AVAILABLE DATA below:

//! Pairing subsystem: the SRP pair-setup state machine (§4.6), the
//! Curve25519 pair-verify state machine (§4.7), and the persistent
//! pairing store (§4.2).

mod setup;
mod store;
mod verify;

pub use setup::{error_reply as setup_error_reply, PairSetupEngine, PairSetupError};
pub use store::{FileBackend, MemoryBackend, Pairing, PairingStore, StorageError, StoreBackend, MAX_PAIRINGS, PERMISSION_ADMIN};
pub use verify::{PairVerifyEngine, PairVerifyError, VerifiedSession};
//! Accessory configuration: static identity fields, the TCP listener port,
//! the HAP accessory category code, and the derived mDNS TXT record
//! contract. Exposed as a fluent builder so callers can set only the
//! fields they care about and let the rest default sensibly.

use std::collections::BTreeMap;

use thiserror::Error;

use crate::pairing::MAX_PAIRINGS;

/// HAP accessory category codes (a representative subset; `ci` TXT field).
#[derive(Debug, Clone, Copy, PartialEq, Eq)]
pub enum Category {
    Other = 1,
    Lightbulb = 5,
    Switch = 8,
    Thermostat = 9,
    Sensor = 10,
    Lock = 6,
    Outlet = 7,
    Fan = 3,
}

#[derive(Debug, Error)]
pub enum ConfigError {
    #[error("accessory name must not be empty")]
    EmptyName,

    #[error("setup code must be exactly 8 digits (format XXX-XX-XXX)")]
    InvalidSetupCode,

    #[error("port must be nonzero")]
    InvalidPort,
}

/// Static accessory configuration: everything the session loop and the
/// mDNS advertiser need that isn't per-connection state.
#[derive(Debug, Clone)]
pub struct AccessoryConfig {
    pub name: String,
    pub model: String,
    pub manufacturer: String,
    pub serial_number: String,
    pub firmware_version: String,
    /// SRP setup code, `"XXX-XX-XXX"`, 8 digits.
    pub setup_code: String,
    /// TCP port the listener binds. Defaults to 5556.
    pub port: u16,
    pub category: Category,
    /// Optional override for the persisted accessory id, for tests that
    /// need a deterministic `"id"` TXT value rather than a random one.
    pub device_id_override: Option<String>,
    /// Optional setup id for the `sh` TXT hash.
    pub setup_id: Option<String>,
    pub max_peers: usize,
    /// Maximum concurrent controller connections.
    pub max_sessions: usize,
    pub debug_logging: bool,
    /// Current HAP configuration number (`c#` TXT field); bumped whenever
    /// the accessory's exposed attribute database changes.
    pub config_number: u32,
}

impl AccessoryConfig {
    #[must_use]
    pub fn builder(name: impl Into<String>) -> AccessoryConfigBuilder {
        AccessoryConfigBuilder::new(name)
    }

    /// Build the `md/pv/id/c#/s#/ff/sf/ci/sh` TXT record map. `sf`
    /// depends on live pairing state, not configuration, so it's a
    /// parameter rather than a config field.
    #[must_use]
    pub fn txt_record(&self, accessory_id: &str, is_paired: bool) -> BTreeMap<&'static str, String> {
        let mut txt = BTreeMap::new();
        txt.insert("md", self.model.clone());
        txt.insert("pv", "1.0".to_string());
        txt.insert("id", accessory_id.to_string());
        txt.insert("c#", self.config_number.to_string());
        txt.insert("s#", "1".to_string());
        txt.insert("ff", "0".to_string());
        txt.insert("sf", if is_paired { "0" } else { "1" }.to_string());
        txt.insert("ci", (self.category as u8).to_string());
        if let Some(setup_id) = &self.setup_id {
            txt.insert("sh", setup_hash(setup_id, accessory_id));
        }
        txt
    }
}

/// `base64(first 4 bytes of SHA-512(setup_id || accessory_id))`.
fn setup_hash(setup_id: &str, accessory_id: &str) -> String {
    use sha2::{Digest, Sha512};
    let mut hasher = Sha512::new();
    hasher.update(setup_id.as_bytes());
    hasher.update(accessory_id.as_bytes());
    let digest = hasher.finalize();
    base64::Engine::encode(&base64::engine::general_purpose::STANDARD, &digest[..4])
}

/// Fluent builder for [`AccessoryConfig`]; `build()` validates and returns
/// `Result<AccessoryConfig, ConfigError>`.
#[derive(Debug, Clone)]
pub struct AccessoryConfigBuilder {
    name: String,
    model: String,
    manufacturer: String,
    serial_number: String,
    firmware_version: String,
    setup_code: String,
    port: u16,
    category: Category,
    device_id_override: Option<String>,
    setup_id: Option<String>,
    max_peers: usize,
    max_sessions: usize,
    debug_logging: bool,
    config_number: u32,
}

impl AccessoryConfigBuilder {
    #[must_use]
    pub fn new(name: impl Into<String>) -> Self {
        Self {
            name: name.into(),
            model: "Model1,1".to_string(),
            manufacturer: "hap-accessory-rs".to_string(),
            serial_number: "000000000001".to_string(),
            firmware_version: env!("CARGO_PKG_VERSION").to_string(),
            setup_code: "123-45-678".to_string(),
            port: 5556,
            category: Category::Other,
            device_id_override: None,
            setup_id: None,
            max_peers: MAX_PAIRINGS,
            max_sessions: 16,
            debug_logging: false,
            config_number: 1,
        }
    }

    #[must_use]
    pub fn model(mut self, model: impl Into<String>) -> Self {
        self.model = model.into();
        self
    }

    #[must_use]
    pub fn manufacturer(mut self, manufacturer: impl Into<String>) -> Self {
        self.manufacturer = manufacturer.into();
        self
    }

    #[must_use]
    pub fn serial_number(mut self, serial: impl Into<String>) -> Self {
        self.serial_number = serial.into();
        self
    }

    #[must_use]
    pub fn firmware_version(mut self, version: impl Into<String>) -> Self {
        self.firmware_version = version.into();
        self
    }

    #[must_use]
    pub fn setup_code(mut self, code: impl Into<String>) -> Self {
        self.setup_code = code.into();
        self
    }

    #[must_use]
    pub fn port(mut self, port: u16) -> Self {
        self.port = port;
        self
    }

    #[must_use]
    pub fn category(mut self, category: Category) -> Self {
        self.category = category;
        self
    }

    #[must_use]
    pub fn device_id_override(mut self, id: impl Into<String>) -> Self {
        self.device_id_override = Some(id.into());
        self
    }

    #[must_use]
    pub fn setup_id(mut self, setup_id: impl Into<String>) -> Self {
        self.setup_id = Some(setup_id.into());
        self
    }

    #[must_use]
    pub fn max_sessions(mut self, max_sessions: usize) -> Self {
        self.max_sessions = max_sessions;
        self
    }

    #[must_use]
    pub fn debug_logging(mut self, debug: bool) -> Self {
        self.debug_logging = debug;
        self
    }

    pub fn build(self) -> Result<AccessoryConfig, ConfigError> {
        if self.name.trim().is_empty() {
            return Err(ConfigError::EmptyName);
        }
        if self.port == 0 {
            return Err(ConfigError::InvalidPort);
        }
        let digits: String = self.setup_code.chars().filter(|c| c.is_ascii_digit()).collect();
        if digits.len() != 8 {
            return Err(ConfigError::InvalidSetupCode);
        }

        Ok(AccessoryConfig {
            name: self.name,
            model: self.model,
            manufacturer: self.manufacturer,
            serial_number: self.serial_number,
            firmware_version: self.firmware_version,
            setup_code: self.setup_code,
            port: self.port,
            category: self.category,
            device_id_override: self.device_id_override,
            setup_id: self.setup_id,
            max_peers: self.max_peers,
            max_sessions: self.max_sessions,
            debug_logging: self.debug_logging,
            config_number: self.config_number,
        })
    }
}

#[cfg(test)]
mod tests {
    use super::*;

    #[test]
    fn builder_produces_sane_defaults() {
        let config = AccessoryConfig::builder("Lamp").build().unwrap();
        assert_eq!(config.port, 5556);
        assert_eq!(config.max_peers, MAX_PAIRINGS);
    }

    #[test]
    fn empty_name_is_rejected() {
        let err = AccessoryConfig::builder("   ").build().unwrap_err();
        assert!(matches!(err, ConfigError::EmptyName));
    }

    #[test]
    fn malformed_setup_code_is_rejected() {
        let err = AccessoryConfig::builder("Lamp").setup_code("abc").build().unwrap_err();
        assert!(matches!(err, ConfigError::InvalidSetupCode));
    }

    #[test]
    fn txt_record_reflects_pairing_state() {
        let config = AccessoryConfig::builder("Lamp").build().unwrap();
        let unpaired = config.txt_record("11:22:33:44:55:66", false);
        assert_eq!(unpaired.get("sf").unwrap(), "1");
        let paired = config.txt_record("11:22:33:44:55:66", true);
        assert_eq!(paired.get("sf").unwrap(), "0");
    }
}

End of AVAILABLE DATA.
AVAILABLE DATA below:

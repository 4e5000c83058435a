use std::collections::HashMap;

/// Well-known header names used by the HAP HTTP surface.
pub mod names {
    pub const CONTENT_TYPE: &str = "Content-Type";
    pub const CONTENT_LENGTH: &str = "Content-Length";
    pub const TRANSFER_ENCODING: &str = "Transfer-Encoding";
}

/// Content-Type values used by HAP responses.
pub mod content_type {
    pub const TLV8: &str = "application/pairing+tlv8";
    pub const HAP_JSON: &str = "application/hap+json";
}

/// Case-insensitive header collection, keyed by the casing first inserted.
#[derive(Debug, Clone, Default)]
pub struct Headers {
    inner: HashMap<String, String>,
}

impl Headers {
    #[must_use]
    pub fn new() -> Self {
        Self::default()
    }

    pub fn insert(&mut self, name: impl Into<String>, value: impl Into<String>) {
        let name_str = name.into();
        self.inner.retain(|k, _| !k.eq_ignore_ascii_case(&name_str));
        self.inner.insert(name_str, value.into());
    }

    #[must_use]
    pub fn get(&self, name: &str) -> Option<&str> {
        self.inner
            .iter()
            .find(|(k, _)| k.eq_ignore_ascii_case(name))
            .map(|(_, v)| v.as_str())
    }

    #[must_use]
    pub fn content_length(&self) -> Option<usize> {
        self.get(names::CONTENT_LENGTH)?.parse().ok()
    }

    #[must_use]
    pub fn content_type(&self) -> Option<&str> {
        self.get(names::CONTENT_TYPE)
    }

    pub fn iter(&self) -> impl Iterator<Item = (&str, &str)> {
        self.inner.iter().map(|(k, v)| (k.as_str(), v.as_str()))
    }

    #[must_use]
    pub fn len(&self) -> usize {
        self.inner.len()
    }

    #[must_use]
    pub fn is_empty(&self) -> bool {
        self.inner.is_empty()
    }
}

End of AVAILABLE DATA.

**PROBLEM DETAILS:**
Where a line of the data contains "tests", copy that line.

**TASK OUTPUT:**
    /// Optional override for the persisted accessory id, for tests that
mod tests {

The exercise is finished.